Regulator denies IPI’s request for abatement

Regulator denies IPI’s request for abatement

The casino says it cannot pay its US$15.5 million licence fee this year due to the drop in business during the pandemic.

Northern Mariana Islands.- The Commonwealth Casino Commission (CCC) of the Northern Mariana Islands has been quick to deny Imperial Pacific International’s (IPI) request for an abatement on its casino licence fee of US$15.5 million for this year.

The payment was due on August 12, but the day before that IPI’s CEO, Donald Browne, sent a note to the CCC arguing that the casino’s closure since March due to Covid-19 measures, and uncertainty on when local gaming and tourism industries would resume, constituted a “classic force majeure” that justified the abatement.

CCC chairman Edward DeLeon Guerrero responded to IPI’s request in a note, saying: “IPI needs to fulfil its obligations, not only to the people of the CNMI, but also to their employees, vendors, and other parties who are contracted to work with their organization.”

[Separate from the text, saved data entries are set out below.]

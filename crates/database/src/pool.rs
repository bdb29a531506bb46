//! Per-tenant client pool
//!
//! Caches one live database client per schema name, bounded by capacity
//! with LRU admission, and evicts idle entries from a background sweeper.
//! Client construction is supplied by the caller through [`ClientFactory`];
//! the pool guarantees at most one in-flight construction per schema name.

use crate::error::{DatabaseError, Result};
use crate::sanitize::sanitize_error;
use async_trait::async_trait;
use serde::Serialize;
use sqlx::postgres::{PgConnectOptions, PgPoolOptions};
use sqlx::PgPool;
use std::collections::HashMap;
use std::sync::Arc;
use std::time::{Duration, Instant};
use tokio::sync::Mutex;
use tokio::task::JoinHandle;

/// A pooled client handle. Implementations must be cheap to clone; the pool
/// hands out clones and keeps one for itself.
#[async_trait]
pub trait PoolClient: Send + Sync + 'static {
    async fn disconnect(&self);
}

/// Caller-supplied client construction, one client per schema name.
#[async_trait]
pub trait ClientFactory: Send + Sync + 'static {
    type Client: PoolClient + Clone;

    async fn create_client(&self, schema_name: &str) -> Result<Self::Client>;
}

/// Pool configuration
#[derive(Debug, Clone)]
pub struct PoolConfig {
    /// Maximum number of cached clients.
    pub max_clients: usize,
    /// Idle time after which a cached client is evicted.
    pub idle_timeout: Duration,
    /// How often the idle sweeper runs.
    pub sweep_interval: Duration,
}

impl Default for PoolConfig {
    fn default() -> Self {
        Self {
            max_clients: 50,
            idle_timeout: Duration::from_secs(300),
            sweep_interval: Duration::from_secs(60),
        }
    }
}

impl PoolConfig {
    pub fn from_env() -> Self {
        Self {
            max_clients: std::env::var("TENANT_POOL_MAX_CLIENTS")
                .ok()
                .and_then(|v| v.parse().ok())
                .unwrap_or(50),
            idle_timeout: Duration::from_millis(
                std::env::var("TENANT_POOL_IDLE_TIMEOUT_MS")
                    .ok()
                    .and_then(|v| v.parse().ok())
                    .unwrap_or(300_000),
            ),
            sweep_interval: Duration::from_millis(
                std::env::var("TENANT_POOL_SWEEP_INTERVAL_MS")
                    .ok()
                    .and_then(|v| v.parse().ok())
                    .unwrap_or(60_000),
            ),
        }
    }
}

/// Pool counters. `active_clients` is the current cache size; the totals
/// are monotonic.
#[derive(Debug, Clone, Serialize)]
pub struct PoolStats {
    pub active_clients: usize,
    pub max_clients: usize,
    pub total_created: u64,
    pub total_evicted: u64,
}

struct CachedClient<C> {
    client: C,
    schema_name: String,
    #[allow(dead_code)]
    created_at: Instant,
    last_accessed_at: Instant,
}

struct PoolInner<C> {
    entries: HashMap<String, CachedClient<C>>,
    total_created: u64,
    total_evicted: u64,
}

/// Pool of per-schema clients.
///
/// Owned explicitly by the application (no globals): construct at startup,
/// share via `Arc`, and call [`TenantClientPool::disconnect_all`] on
/// shutdown.
pub struct TenantClientPool<F: ClientFactory> {
    factory: F,
    config: PoolConfig,
    inner: Mutex<PoolInner<F::Client>>,
    // Per-key creation locks: at most one in-flight construction per schema.
    creating: Mutex<HashMap<String, Arc<Mutex<()>>>>,
    sweeper: parking_lot::Mutex<Option<JoinHandle<()>>>,
}

impl<F: ClientFactory> TenantClientPool<F> {
    /// Create the pool and start its idle sweeper. Must be called from
    /// within a Tokio runtime.
    pub fn new(factory: F, config: PoolConfig) -> Arc<Self> {
        let pool = Arc::new(Self {
            factory,
            inner: Mutex::new(PoolInner {
                entries: HashMap::new(),
                total_created: 0,
                total_evicted: 0,
            }),
            creating: Mutex::new(HashMap::new()),
            sweeper: parking_lot::Mutex::new(None),
            config,
        });

        // The sweeper holds only a Weak so the pool can drop normally.
        let weak = Arc::downgrade(&pool);
        let sweep_interval = pool.config.sweep_interval;
        let handle = tokio::spawn(async move {
            let mut ticker = tokio::time::interval(sweep_interval);
            ticker.set_missed_tick_behavior(tokio::time::MissedTickBehavior::Delay);
            ticker.tick().await; // first tick completes immediately
            loop {
                ticker.tick().await;
                let Some(pool) = weak.upgrade() else { break };
                pool.evict_idle().await;
            }
        });
        *pool.sweeper.lock() = Some(handle);

        pool
    }

    /// Get the cached client for a schema, constructing it on first use.
    ///
    /// Concurrent callers for the same schema are serialized so the factory
    /// runs exactly once; a factory failure propagates and caches nothing.
    /// At capacity, the least-recently-accessed entry is disconnected and
    /// evicted to admit the new one.
    pub async fn get_client(&self, schema_name: &str) -> Result<F::Client> {
        if let Some(client) = self.touch(schema_name).await {
            return Ok(client);
        }

        let creation_lock = {
            let mut creating = self.creating.lock().await;
            creating
                .entry(schema_name.to_string())
                .or_default()
                .clone()
        };
        let guard = creation_lock.lock().await;

        // Another caller may have finished while this one waited.
        if let Some(client) = self.touch(schema_name).await {
            drop(guard);
            self.release_creation_lock(schema_name, &creation_lock).await;
            return Ok(client);
        }

        let result = match self.factory.create_client(schema_name).await {
            Ok(client) => {
                let evicted = {
                    let mut inner = self.inner.lock().await;
                    let mut evicted = None;
                    if inner.entries.len() >= self.config.max_clients {
                        let lru = inner
                            .entries
                            .iter()
                            .min_by_key(|(_, entry)| entry.last_accessed_at)
                            .map(|(key, _)| key.clone());
                        if let Some(key) = lru {
                            evicted = inner.entries.remove(&key);
                            inner.total_evicted += 1;
                        }
                    }
                    let now = Instant::now();
                    inner.entries.insert(
                        schema_name.to_string(),
                        CachedClient {
                            client: client.clone(),
                            schema_name: schema_name.to_string(),
                            created_at: now,
                            last_accessed_at: now,
                        },
                    );
                    inner.total_created += 1;
                    evicted
                };
                if let Some(entry) = evicted {
                    tracing::debug!(
                        schema = %entry.schema_name,
                        "evicting least-recently-used client at capacity"
                    );
                    entry.client.disconnect().await;
                }
                Ok(client)
            }
            Err(e) => Err(e),
        };

        drop(guard);
        self.release_creation_lock(schema_name, &creation_lock).await;
        result
    }

    /// Hint that the caller is done with a client. Intentionally a no-op:
    /// clients are reused across requests and eviction stays timer- or
    /// capacity-driven.
    pub fn release_client(&self, _schema_name: &str) {}

    /// Whether a client is cached for this schema. Never triggers creation.
    pub async fn has_client(&self, schema_name: &str) -> bool {
        self.inner.lock().await.entries.contains_key(schema_name)
    }

    /// Remove and disconnect the cached client for one schema, if any.
    /// Used when a schema is deprovisioned; not counted as an eviction.
    pub async fn remove_client(&self, schema_name: &str) -> bool {
        let entry = self.inner.lock().await.entries.remove(schema_name);
        match entry {
            Some(entry) => {
                entry.client.disconnect().await;
                true
            }
            None => false,
        }
    }

    /// Snapshot of the pool counters. Does not wait on in-flight creations.
    pub async fn stats(&self) -> PoolStats {
        let inner = self.inner.lock().await;
        PoolStats {
            active_clients: inner.entries.len(),
            max_clients: self.config.max_clients,
            total_created: inner.total_created,
            total_evicted: inner.total_evicted,
        }
    }

    /// Stop the idle sweeper, leaving cached clients connected.
    pub fn close(&self) {
        if let Some(handle) = self.sweeper.lock().take() {
            handle.abort();
        }
    }

    /// Stop the sweeper and disconnect every cached client. Part of
    /// graceful shutdown.
    pub async fn disconnect_all(&self) {
        self.close();
        let entries: Vec<CachedClient<F::Client>> = {
            let mut inner = self.inner.lock().await;
            inner.entries.drain().map(|(_, entry)| entry).collect()
        };
        for entry in entries {
            entry.client.disconnect().await;
        }
    }

    async fn touch(&self, schema_name: &str) -> Option<F::Client> {
        let mut inner = self.inner.lock().await;
        inner.entries.get_mut(schema_name).map(|entry| {
            entry.last_accessed_at = Instant::now();
            entry.client.clone()
        })
    }

    async fn evict_idle(&self) {
        let expired: Vec<CachedClient<F::Client>> = {
            let mut inner = self.inner.lock().await;
            let now = Instant::now();
            let idle: Vec<String> = inner
                .entries
                .iter()
                .filter(|(_, entry)| {
                    now.duration_since(entry.last_accessed_at) >= self.config.idle_timeout
                })
                .map(|(key, _)| key.clone())
                .collect();
            let removed: Vec<CachedClient<F::Client>> = idle
                .iter()
                .filter_map(|key| inner.entries.remove(key))
                .collect();
            inner.total_evicted += removed.len() as u64;
            removed
        };
        for entry in expired {
            tracing::debug!(schema = %entry.schema_name, "evicting idle client");
            entry.client.disconnect().await;
        }
    }

    // Drop the per-key lock once no other caller is waiting on it.
    async fn release_creation_lock(&self, schema_name: &str, lock: &Arc<Mutex<()>>) {
        let mut creating = self.creating.lock().await;
        if Arc::strong_count(lock) <= 2 {
            creating.remove(schema_name);
        }
    }
}

impl<F: ClientFactory> Drop for TenantClientPool<F> {
    fn drop(&mut self) {
        self.close();
    }
}

/// Postgres-backed pooled client: a small sqlx pool whose connections are
/// pinned to one schema via `search_path`.
#[derive(Clone)]
pub struct PgTenantClient {
    pool: PgPool,
    schema_name: String,
}

impl PgTenantClient {
    pub fn pool(&self) -> &PgPool {
        &self.pool
    }

    pub fn schema_name(&self) -> &str {
        &self.schema_name
    }
}

#[async_trait]
impl PoolClient for PgTenantClient {
    async fn disconnect(&self) {
        self.pool.close().await;
    }
}

/// Default [`ClientFactory`]: one sqlx pool per schema against the shared
/// cluster, `search_path` set at connect time.
pub struct PgClientFactory {
    options: PgConnectOptions,
    max_connections: u32,
}

impl PgClientFactory {
    pub fn new(base_url: &str, max_connections: u32) -> Result<Self> {
        let options: PgConnectOptions = base_url.parse().map_err(|e: sqlx::Error| {
            DatabaseError::Internal(format!(
                "Invalid base connection URL: {}",
                sanitize_error(&e.to_string())
            ))
        })?;
        Ok(Self {
            options,
            max_connections,
        })
    }
}

#[async_trait]
impl ClientFactory for PgClientFactory {
    type Client = PgTenantClient;

    async fn create_client(&self, schema_name: &str) -> Result<PgTenantClient> {
        let options = self
            .options
            .clone()
            .options([("search_path", schema_name)]);

        let pool = PgPoolOptions::new()
            .max_connections(self.max_connections)
            .acquire_timeout(Duration::from_secs(10))
            .connect_with(options)
            .await
            .map_err(|e| {
                DatabaseError::ConnectionFailed(format!(
                    "Failed to connect client for schema {}: {}",
                    schema_name,
                    sanitize_error(&e.to_string())
                ))
            })?;

        tracing::info!(schema = %schema_name, "created tenant client");
        Ok(PgTenantClient {
            pool,
            schema_name: schema_name.to_string(),
        })
    }
}
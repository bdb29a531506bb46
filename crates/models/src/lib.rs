// Core modules
pub mod tenant;

// Re-export commonly used types
pub use tenant::{CreateTenant, Tenant, TenantStatus, UpdateTenant};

He added that the CCC was “deeply disappointed in IPI’s decision to request an abatement of their annual license fee and casino regulatory fee.”

IPI is facing several legal battles for unpaid work from vendors and suppliers, and the CCC was already claiming funds the casino’s licence obligations demand it pay to community projects.

DeLeon Guerrero concluded: “The CCC is continuing its enforcement and investigations of its recent Orders that encompass the entire range of any payables or contributions owed to public entities and prepared to seek all remedies under the CNMI gaming laws and under the Casino License Agreement as they relate to IPI’s nonpayment and other non-compliance matters.”